The opera premiered at the Academy of Music in Philadelphia on February 4, 2026, conducted by Caren Levine and directed by Raja Feather Kelly and Zack Winokur. In addition to Bond in the largely silent role of Sue, it featured soprano Kiera Duffy, tenor Nicky Spence, bass-baritone Nicholas Newton and mezzo-soprano Rehanna Thelwell, each singing multiple roles. JW Anderson designed costumes for Bond.

==Plot==
Each scene deals with a decade in Sue's life.

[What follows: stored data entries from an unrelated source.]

use std::fs;
use std::path::Path;

use approx::assert_relative_eq;
use tempfile::TempDir;

use qyield::analysis::integrate::IntegrationMethod;
use qyield::analysis::quantum_yield::{NotComputedReason, QuantumYieldResult, Solvent};
use qyield::config::{parse_config, StandardParameters};
use qyield::data::loader::{load_group_folder, Diagnostic};
use qyield::data::model::GroupRole;
use qyield::pipeline::{self, PipelineError};
use qyield::state::{PipelineState, RunParameters, Session, Stage};

const SHAPE: [f64; 5] = [1.0, 2.0, 3.0, 2.0, 1.0];

/// Emission export: six `;` fields, intensity in the last one. Integrates to
/// `80 * scale` over 400..440 nm with either method.
fn emission_text(scale: f64) -> String {
    let mut text = String::from("# wl;ex;slit;gain;time;counts\n");
    for (i, v) in SHAPE.iter().enumerate() {
        let wl = 400.0 + 10.0 * i as f64;
        text.push_str(&format!("{wl};365;5;1;0.1;{}\n", v * scale));
    }
    text
}

/// Absorption export peaking at 365 nm with the given absorbance.
fn absorption_text(absorbance: f64) -> String {
    format!(
        "Wavelength (nm),Abs\n360,{}\n365,{absorbance}\n370,{}\n",
        absorbance / 2.0,
        absorbance / 2.0
    )
}

fn write_group(dir: &Path, scales: &[f64], absorbances: &[f64]) {
    fs::create_dir_all(dir).unwrap();
    for (i, (scale, od)) in scales.iter().zip(absorbances).enumerate() {
        fs::write(dir.join(format!("m{}.tit", i + 1)), emission_text(*scale)).unwrap();
        fs::write(dir.join(format!("m{}.txt", i + 1)), absorption_text(*od)).unwrap();
    }
}

fn fixture() -> TempDir {
    let tmp = TempDir::new().unwrap();
    write_group(&tmp.path().join("sample"), &[1.0, 2.0], &[0.1, 0.2]);
    write_group(&tmp.path().join("standard"), &[0.5, 1.0], &[0.1, 0.2]);
    tmp
}

fn session(root: &Path, params: RunParameters) -> Session {
    let mut session = Session::new(params);
    for (role, name) in [(GroupRole::Sample, "sample"), (GroupRole::Standard, "standard")] {
        let loaded = load_group_folder(&root.join(name)).unwrap();
        assert!(loaded.diagnostics.is_empty(), "{:?}", loaded.diagnostics);
        session.set_group(role, loaded.group);
    }
    session
}

fn same_solvent_standard(qy: f64) -> StandardParameters {
    StandardParameters {
        quantum_yield: Some(qy),
        same_solvent: Some(true),
        ..Default::default()
    }
}

#[test]
fn folders_to_quantum_yield() {
    let tmp = fixture();
    let mut session = session(tmp.path(), RunParameters::default());
    let mut provider = same_solvent_standard(10.0);

    let report = pipeline::run(&mut session, &mut provider).unwrap();

    assert_eq!(session.state(), &PipelineState::Reported);
    assert_relative_eq!(report.excitation_wavelength, 365.0);
    assert_relative_eq!(report.sample.calibration.slope, 800.0, epsilon = 1e-6);
    assert_relative_eq!(report.sample.calibration.intercept, 0.0, epsilon = 1e-6);
    let standard = report.standard.as_ref().unwrap();
    assert_relative_eq!(standard.calibration.slope, 400.0, epsilon = 1e-6);
    assert_eq!(report.quantum_yield.percent(), Some(20.0));

    let points: Vec<(f64, f64)> = report
        .sample
        .points
        .iter()
        .map(|p| (p.absorbance, p.integral))
        .collect();
    assert_eq!(points.len(), 2);
    assert_relative_eq!(points[0].0, 0.1);
    assert_relative_eq!(points[1].1, 160.0, epsilon = 1e-9);
}

#[test]
fn text_and_json_reports() {
    let tmp = fixture();
    let mut session = session(tmp.path(), RunParameters::default());
    let report = pipeline::run(&mut session, &mut same_solvent_standard(10.0)).unwrap();

    let text = report.to_string();
    assert!(text.starts_with("=== CALCULATION RESULTS ==="));
    assert!(text.contains("Excitation wavelength: 365 nm"));
    assert!(text.contains("Integration method: Simpson's method"));
    assert!(text.contains("Slope coefficient: 800.000000"));
    assert!(text.contains("QY = 20.00 %"));
    assert!(!text.contains("Data trimming"));

    let json_path = tmp.path().join("report.json");
    report.write_json(&json_path).unwrap();
    let value: serde_json::Value =
        serde_json::from_str(&fs::read_to_string(&json_path).unwrap()).unwrap();
    assert_eq!(value["method"], "simpson");
    assert_eq!(value["quantum_yield"]["status"], "computed");
    assert_eq!(value["quantum_yield"]["percent"], 20.0);

    let csv_path = tmp.path().join("calibration.csv");
    report.write_calibration_csv_file(&csv_path).unwrap();
    let mut rdr = csv::Reader::from_path(&csv_path).unwrap();
    assert_eq!(rdr.records().count(), 4);
}

#[test]
fn trapezoid_method_and_config() {
    let tmp = fixture();
    let cfg = parse_config(
        r#"
        [run]
        excitation_wavelength = 365
        method = "trapezoid"

        [standard]
        quantum_yield = 10
        same_solvent = false
        sample_solvent = "water"
        standard_solvent = "other"
        standard_refractive_index = 1.348
        "#,
    )
    .unwrap();

    let mut session = session(tmp.path(), cfg.run_parameters());
    let mut provider = cfg.standard.clone();
    let report = pipeline::run(&mut session, &mut provider).unwrap();

    assert_eq!(report.method, IntegrationMethod::Trapezoid);
    assert_relative_eq!(report.sample.calibration.slope, 800.0, epsilon = 1e-6);
    assert_eq!(provider.sample_solvent, Some(Solvent::Water));
    assert_eq!(report.quantum_yield.percent(), Some(20.0));
}

#[test]
fn trimming_window_shows_in_report() {
    let tmp = fixture();
    let mut params = RunParameters::default();
    params.trim.enabled = true;
    params.trim.min = "410".into();
    params.trim.max = "430".into();

    let mut session = session(tmp.path(), params);
    let report = pipeline::run(&mut session, &mut same_solvent_standard(10.0)).unwrap();

    // 410..430 keeps [2, 3, 2]: Simpson gives 160/3 per unit scale.
    assert_relative_eq!(report.sample.points[0].integral, 160.0 / 3.0, epsilon = 1e-9);
    assert_relative_eq!(report.sample.calibration.slope, 1600.0 / 3.0, epsilon = 1e-5);
    assert!(report.to_string().contains("Data trimming: 410 - 430 nm"));
    assert_eq!(report.quantum_yield.percent(), Some(20.0));
}

#[test]
fn missing_standard_still_reports_sample() {
    let tmp = fixture();
    let mut session = Session::new(RunParameters::default());
    let loaded = load_group_folder(&tmp.path().join("sample")).unwrap();
    session.set_group(GroupRole::Sample, loaded.group);

    let report = pipeline::run(&mut session, &mut StandardParameters::default()).unwrap();

    assert!(report.standard.is_none());
    assert_eq!(
        report.quantum_yield,
        QuantumYieldResult::NotComputed {
            reason: NotComputedReason::NoStandardCalibration
        }
    );
    assert!(report.to_string().contains("not computed (no standard calibration)"));
}

#[test]
fn cancelled_parameters_keep_calibrations() {
    let tmp = fixture();
    let mut session = session(tmp.path(), RunParameters::default());

    let report = pipeline::run(&mut session, &mut StandardParameters::default()).unwrap();

    assert_eq!(
        report.quantum_yield,
        QuantumYieldResult::NotComputed {
            reason: NotComputedReason::Cancelled
        }
    );
    assert!(session.calibrations().unwrap().standard.is_some());
}

#[test]
fn empty_sample_folder_fails() {
    let tmp = TempDir::new().unwrap();
    let mut session = Session::new(RunParameters::default());
    let loaded = load_group_folder(tmp.path()).unwrap();
    session.set_group(GroupRole::Sample, loaded.group);

    let err = pipeline::run(&mut session, &mut same_solvent_standard(10.0)).unwrap_err();
    assert_eq!(err, PipelineError::NoSampleData);
    assert_eq!(
        session.state(),
        &PipelineState::Failed {
            stage: Stage::PeakExtraction,
            reason: PipelineError::NoSampleData,
        }
    );
}

#[test]
fn unpaired_files_are_reported_but_loaded() {
    let tmp = fixture();
    let dir = tmp.path().join("sample");
    fs::write(dir.join("extra.tit"), emission_text(3.0)).unwrap();

    let loaded = load_group_folder(&dir).unwrap();
    assert_eq!(loaded.group.emission.len(), 3);
    assert_eq!(loaded.group.absorption.len(), 2);
    assert!(matches!(
        loaded.diagnostics.as_slice(),
        [Diagnostic::Unpaired { .. }]
    ));
}

#[test]
fn repeated_wavelength_stops_the_run() {
    let tmp = fixture();
    let path = tmp.path().join("sample").join("m2.tit");
    // Repeat the 400 nm point right after the header line.
    let text = emission_text(2.0).replacen('\n', "\n400;365;5;1;0.1;2\n", 1);
    fs::write(&path, text).unwrap();

    let mut session = session(tmp.path(), RunParameters::default());
    let err = pipeline::run(&mut session, &mut same_solvent_standard(10.0)).unwrap_err();

    assert_eq!(err, PipelineError::NonFiniteIntegral("m2.tit".into()));
    assert!(matches!(
        session.state(),
        PipelineState::Failed {
            stage: Stage::Integration,
            ..
        }
    ));
    assert!(session.quantum_yield().is_none());
}
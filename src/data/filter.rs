use serde::Serialize;

use super::model::Spectrum;

// ---------------------------------------------------------------------------
// Wavelength window applied before integration
// ---------------------------------------------------------------------------

/// Trim window as entered by the user.
///
/// Bounds are kept as raw text and validated on use: when either bound is not
/// a finite number the window is ignored and spectra pass through unchanged.
#[derive(Debug, Clone, PartialEq, Serialize)]
pub struct TrimSettings {
    pub enabled: bool,
    pub min: String,
    pub max: String,
}

impl Default for TrimSettings {
    fn default() -> Self {
        Self {
            enabled: false,
            min: "0".to_string(),
            max: "1000".to_string(),
        }
    }
}

impl TrimSettings {
    pub fn new(enabled: bool, min: impl Into<String>, max: impl Into<String>) -> Self {
        Self {
            enabled,
            min: min.into(),
            max: max.into(),
        }
    }

    /// Parsed `(min, max)` bounds, or `None` when either is not a finite number.
    pub fn bounds(&self) -> Option<(f64, f64)> {
        Some((parse_bound(&self.min)?, parse_bound(&self.max)?))
    }

    /// The window actually applied: enabled and with valid bounds.
    pub fn active_bounds(&self) -> Option<(f64, f64)> {
        if self.enabled {
            self.bounds()
        } else {
            None
        }
    }
}

fn parse_bound(text: &str) -> Option<f64> {
    text.trim().parse::<f64>().ok().filter(|v| v.is_finite())
}

/// Keep only points with `min <= wavelength <= max`, preserving order.
pub fn trim_to(spectrum: &Spectrum, min: f64, max: f64) -> Spectrum {
    let kept = spectrum
        .points()
        .filter(|&(wl, _)| min <= wl && wl <= max);
    let trimmed = Spectrum::from_points(kept);
    match spectrum.source() {
        Some(src) => trimmed.with_source(src),
        None => trimmed,
    }
}

/// Apply `settings` to a spectrum.
///
/// Disabled trimming or unparseable bounds return a copy of the input.
pub fn trim(spectrum: &Spectrum, settings: &TrimSettings) -> Spectrum {
    match settings.active_bounds() {
        Some((min, max)) => trim_to(spectrum, min, max),
        None => spectrum.clone(),
    }
}
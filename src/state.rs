use std::fmt;

use serde::Serialize;

use crate::analysis::integrate::IntegrationMethod;
use crate::analysis::quantum_yield::QuantumYieldResult;
use crate::analysis::regression::CalibrationResult;
use crate::data::filter::TrimSettings;
use crate::data::model::{GroupRole, SpectrumGroup};
use crate::pipeline::PipelineError;

// ---------------------------------------------------------------------------
// Run parameters
// ---------------------------------------------------------------------------

/// User-entered settings for one analysis run.
///
/// The excitation wavelength is stored as typed and validated when the
/// pipeline runs.
#[derive(Debug, Clone, PartialEq, Serialize)]
pub struct RunParameters {
    pub excitation_wavelength: String,
    pub method: IntegrationMethod,
    pub trim: TrimSettings,
}

impl Default for RunParameters {
    fn default() -> Self {
        Self {
            excitation_wavelength: "365".to_string(),
            method: IntegrationMethod::Simpson,
            trim: TrimSettings::default(),
        }
    }
}

impl RunParameters {
    /// Excitation wavelength in nm, `None` when the text is not a finite number.
    pub fn wavelength(&self) -> Option<f64> {
        self.excitation_wavelength
            .trim()
            .parse::<f64>()
            .ok()
            .filter(|v| v.is_finite())
    }
}

// ---------------------------------------------------------------------------
// Pipeline state
// ---------------------------------------------------------------------------

/// Where a session is in the analysis pipeline.
///
/// Stages only move forward; `Failed` is terminal for the run that produced it.
#[derive(Debug, Clone, PartialEq)]
pub enum PipelineState {
    Idle,
    Parsed,
    PeaksExtracted,
    Integrated,
    Calibrated,
    QuantumYieldEvaluated,
    Reported,
    Failed { stage: Stage, reason: PipelineError },
}

/// A pipeline step that can move the session forward or fail.
#[derive(Debug, Clone, Copy, PartialEq, Eq)]
pub enum Stage {
    PeakExtraction,
    Integration,
    Calibration,
    QuantumYield,
}

impl Stage {
    /// State the session enters when this stage succeeds.
    pub fn reached(self) -> PipelineState {
        match self {
            Stage::PeakExtraction => PipelineState::PeaksExtracted,
            Stage::Integration => PipelineState::Integrated,
            Stage::Calibration => PipelineState::Calibrated,
            Stage::QuantumYield => PipelineState::QuantumYieldEvaluated,
        }
    }
}

impl fmt::Display for Stage {
    fn fmt(&self, f: &mut fmt::Formatter<'_>) -> fmt::Result {
        match self {
            Stage::PeakExtraction => write!(f, "peak extraction"),
            Stage::Integration => write!(f, "integration"),
            Stage::Calibration => write!(f, "calibration"),
            Stage::QuantumYield => write!(f, "quantum yield"),
        }
    }
}

/// Calibration lines computed for a run.
#[derive(Debug, Clone, Copy, PartialEq)]
pub struct Calibrations {
    pub sample: CalibrationResult,
    /// Present only when the standard group had enough data.
    pub standard: Option<CalibrationResult>,
}

// ---------------------------------------------------------------------------
// Session
// ---------------------------------------------------------------------------

/// All state of one analysis run: the two groups, the run parameters and
/// whatever the pipeline has committed so far.
#[derive(Debug, Clone)]
pub struct Session {
    sample: SpectrumGroup,
    standard: SpectrumGroup,
    params: RunParameters,
    pub(crate) state: PipelineState,
    pub(crate) calibrations: Option<Calibrations>,
    pub(crate) quantum_yield: Option<QuantumYieldResult>,
}

impl Default for Session {
    fn default() -> Self {
        Self::new(RunParameters::default())
    }
}

impl Session {
    pub fn new(params: RunParameters) -> Self {
        Self {
            sample: SpectrumGroup::default(),
            standard: SpectrumGroup::default(),
            params,
            state: PipelineState::Idle,
            calibrations: None,
            quantum_yield: None,
        }
    }

    /// Install the spectra for one group and mark the session as parsed.
    pub fn set_group(&mut self, role: GroupRole, group: SpectrumGroup) {
        log::info!(
            "{role}: {} emission, {} absorption spectra",
            group.emission.len(),
            group.absorption.len()
        );
        *self.group_mut(role) = group;
        self.invalidate();
        self.state = PipelineState::Parsed;
    }

    /// Replace the run parameters. Derived values are dropped since they
    /// depend on wavelength, method and trim window.
    pub fn set_parameters(&mut self, params: RunParameters) {
        if params != self.params {
            self.params = params;
            self.invalidate();
        }
    }

    pub fn parameters(&self) -> &RunParameters {
        &self.params
    }

    pub fn group(&self, role: GroupRole) -> &SpectrumGroup {
        match role {
            GroupRole::Sample => &self.sample,
            GroupRole::Standard => &self.standard,
        }
    }

    pub(crate) fn group_mut(&mut self, role: GroupRole) -> &mut SpectrumGroup {
        match role {
            GroupRole::Sample => &mut self.sample,
            GroupRole::Standard => &mut self.standard,
        }
    }

    pub fn state(&self) -> &PipelineState {
        &self.state
    }

    pub fn calibrations(&self) -> Option<&Calibrations> {
        self.calibrations.as_ref()
    }

    pub fn quantum_yield(&self) -> Option<&QuantumYieldResult> {
        self.quantum_yield.as_ref()
    }

    fn invalidate(&mut self) {
        self.sample.clear_derived();
        self.standard.clear_derived();
        self.calibrations = None;
        self.quantum_yield = None;
    }
}
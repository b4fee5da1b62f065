/// Data layer: core types, file parsing, and wavelength trimming.
///
/// Architecture:
/// ```text
///  .tit (emission) / .txt (absorption)
///        │
///        ▼
///   ┌──────────┐
///   │  loader   │  probe delimiters per line → Spectrum
///   └──────────┘
///        │
///        ▼
///   ┌───────────────┐
///   │ SpectrumGroup  │  emission + absorption spectra, derived values
///   └───────────────┘
///        │
///        ▼
///   ┌──────────┐
///   │  filter   │  optional inclusive wavelength window
///   └──────────┘
/// ```

pub mod loader;
pub mod model;
pub mod filter;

| Scene | Composer | Sue's Age | Summary |
|---|---|---|---|
| 1 | Errollyn Wallen | 0 | Death greets the newborn Sue in a hospital nursery. |
| 2 | Missy Mazzoli | 10 | Santa Claus, worried that he is irrelevant and being replaced by Amazon and AI, is told by Mrs. Claus to believe in Sue, because Sue believes in him. |
| 3 | Andy Akiho | 20s | Two college Co-Eds gossip about another student, Sue. |
| 4 | Nathalie Joachim | 30s | A Newscaster reports on Sue's dreams and on Sue's doubts about her relationship with Roger. |
| 5 | Dan Scholsberg | 40s | Roger, now Sue's ex, leaves Sue a voicemail. |
| 6 | Cécile McLorin Salvant | 50s | The Algorithmic Trio, frustrated that Sue is not clicking and using her phone enough, accosts Sue. |
| 7 | Alastair Coleman | 60s | Sue's Neighbor confides to her in a phone call. |
| 8 | Kamala Sankaram | 70s | Sue's Child Self observes Sue in her 70s. |
| 9 | Rene Orth | 80s | In a nursing home, two other Octogenarians fear death, while Sue waits. |
| 10 | Nico Muhly | 99 | On Sue's 99th birthday, Death returns. |

==Reception==
The Philadelphia Inquirer classical music critic David Patrick Stearns wrote, in a positive review, that "tunes weren't a priority as the composers characterized the theatrical events that Jackson gave them." He describes the singers as giving "it their all in deeply unconventional musico-dramatic assignments."
The Wall Street Journal said that it is, "fresh, contemporary and thoroughly engaging."

The online magazine Bachtrack described the premiere as a "sleek physical" production, writing that "Jackson's dramaturgy blossomed in a heightened sense of realism tinged with tongue-in-cheek absurdism. The music often met the mood splendidly."